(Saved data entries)
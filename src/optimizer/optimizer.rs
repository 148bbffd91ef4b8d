use crate::config::config::OptimizerCfg;
use crate::data::history::HistoryAggregates;
use crate::data::records::{partition_by_country, SalesRecord, MILLION};
use crate::model::predictor::SalesPredictor;
use crate::optimizer::payout::{expected_jackpot_payout, is_payout_ratio_valid};
use crate::optimizer::types::{OptimizeError, OptimizeOutcome, Recommendation};

/// Evenly spaced candidate jackpots (millions) from `min_jackpot` to
/// `max_jackpot`, both endpoints included. A one-point grid sits at
/// `min_jackpot`.
pub fn candidate_grid(cfg: &OptimizerCfg) -> Vec<f64> {
    let steps = cfg.optimization_grid_steps;
    if steps == 1 {
        return vec![cfg.min_jackpot];
    }
    let span = cfg.max_jackpot - cfg.min_jackpot;
    (0..steps)
        .map(|i| cfg.min_jackpot + span * i as f64 / (steps - 1) as f64)
        .collect()
}

/// One pass over the candidate grid: drop candidates the cash on hand
/// cannot cover, drop candidates that would sink the trailing payout
/// ratio below the regulatory floor, score the rest by projected net
/// revenue and keep the argmax. Equal scores keep the smaller jackpot,
/// which the ascending walk with a strictly-greater compare guarantees.
pub fn optimize<P: SalesPredictor>(
    cfg: &OptimizerCfg,
    predictor: &P,
    records: &[SalesRecord],
    available_cash: f64,
) -> Result<OptimizeOutcome, OptimizeError> {
    cfg.validate()?;

    let market = partition_by_country(records, &cfg.country_name);
    let history = HistoryAggregates::for_market(cfg, &market);
    let spendable = available_cash - cfg.safety_buffer;

    let mut best: Option<Recommendation> = None;
    for jackpot in candidate_grid(cfg) {
        // Hard eligibility filter, inclusive boundary: a jackpot exactly
        // equal to cash minus the buffer is still payable.
        if jackpot * MILLION > spendable {
            continue;
        }

        let log_sales = predictor
            .predict_log_sales(jackpot.ln())
            .map_err(|source| OptimizeError::Prediction { jackpot, source })?;
        if !log_sales.is_finite() {
            return Err(OptimizeError::NonFinitePrediction {
                jackpot,
                value: log_sales,
            });
        }
        let predicted_sales = log_sales.exp();
        if !predicted_sales.is_finite() {
            return Err(OptimizeError::NonFinitePrediction {
                jackpot,
                value: log_sales,
            });
        }

        let expected_payout = expected_jackpot_payout(jackpot, predicted_sales, cfg);
        if !is_payout_ratio_valid(expected_payout, predicted_sales, &history, cfg) {
            continue;
        }

        let sales_revenue = predicted_sales * cfg.ticket_price;
        let secondary_cost = sales_revenue * cfg.secondary_prize_payout_percentage;
        let net_revenue = sales_revenue - expected_payout - secondary_cost;

        let better = match &best {
            Some(b) => net_revenue > b.net_revenue,
            None => true,
        };
        if better {
            best = Some(Recommendation {
                jackpot,
                net_revenue,
            });
        }
    }

    Ok(match best {
        Some(rec) => OptimizeOutcome::Recommendation(rec),
        None => OptimizeOutcome::NoFeasibleCandidate,
    })
}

→ Assignment
Exact copies of all the records are required.

→ Solution to the problem
filename src/optimizer/optimizer.rs
repository 148bbffd91ef4b8d
use crate::config::config::OptimizerCfg;
use crate::data::history::HistoryAggregates;
use crate::data::records::{partition_by_country, SalesRecord, MILLION};
use crate::model::predictor::SalesPredictor;
use crate::optimizer::payout::{expected_jackpot_payout, is_payout_ratio_valid};
use crate::optimizer::types::{OptimizeError, OptimizeOutcome, Recommendation};

/// Evenly spaced candidate jackpots (millions) from `min_jackpot` to
/// `max_jackpot`, both endpoints included. A one-point grid sits at
/// `min_jackpot`.
pub fn candidate_grid(cfg: &OptimizerCfg) -> Vec<f64> {
    let steps = cfg.optimization_grid_steps;
    if steps == 1 {
        return vec![cfg.min_jackpot];
    }
    let span = cfg.max_jackpot - cfg.min_jackpot;
    (0..steps)
        .map(|i| cfg.min_jackpot + span * i as f64 / (steps - 1) as f64)
        .collect()
}

/// One pass over the candidate grid: drop candidates the cash on hand
/// cannot cover, drop candidates that would sink the trailing payout
/// ratio below the regulatory floor, score the rest by projected net
/// revenue and keep the argmax. Equal scores keep the smaller jackpot,
/// which the ascending walk with a strictly-greater compare guarantees.
pub fn optimize<P: SalesPredictor>(
    cfg: &OptimizerCfg,
    predictor: &P,
    records: &[SalesRecord],
    available_cash: f64,
) -> Result<OptimizeOutcome, OptimizeError> {
    cfg.validate()?;

    let market = partition_by_country(records, &cfg.country_name);
    let history = HistoryAggregates::for_market(cfg, &market);
    let spendable = available_cash - cfg.safety_buffer;

    let mut best: Option<Recommendation> = None;
    for jackpot in candidate_grid(cfg) {
        // Hard eligibility filter, inclusive boundary: a jackpot exactly
        // equal to cash minus the buffer is still payable.
        if jackpot * MILLION > spendable {
            continue;
        }

        let log_sales = predictor
            .predict_log_sales(jackpot.ln())
            .map_err(|source| OptimizeError::Prediction { jackpot, source })?;
        if !log_sales.is_finite() {
            return Err(OptimizeError::NonFinitePrediction {
                jackpot,
                value: log_sales,
            });
        }
        let predicted_sales = log_sales.exp();
        if !predicted_sales.is_finite() {
            return Err(OptimizeError::NonFinitePrediction {
                jackpot,
                value: log_sales,
            });
        }

        let expected_payout = expected_jackpot_payout(jackpot, predicted_sales, cfg);
        if !is_payout_ratio_valid(expected_payout, predicted_sales, &history, cfg) {
            continue;
        }

        let sales_revenue = predicted_sales * cfg.ticket_price;
        let secondary_cost = sales_revenue * cfg.secondary_prize_payout_percentage;
        let net_revenue = sales_revenue - expected_payout - secondary_cost;

        let better = match &best {
            Some(b) => net_revenue > b.net_revenue,
            None => true,
        };
        if better {
            best = Some(Recommendation {
                jackpot,
                net_revenue,
            });
        }
    }

    Ok(match best {
        Some(rec) => OptimizeOutcome::Recommendation(rec),
        None => OptimizeOutcome::NoFeasibleCandidate,
    })
}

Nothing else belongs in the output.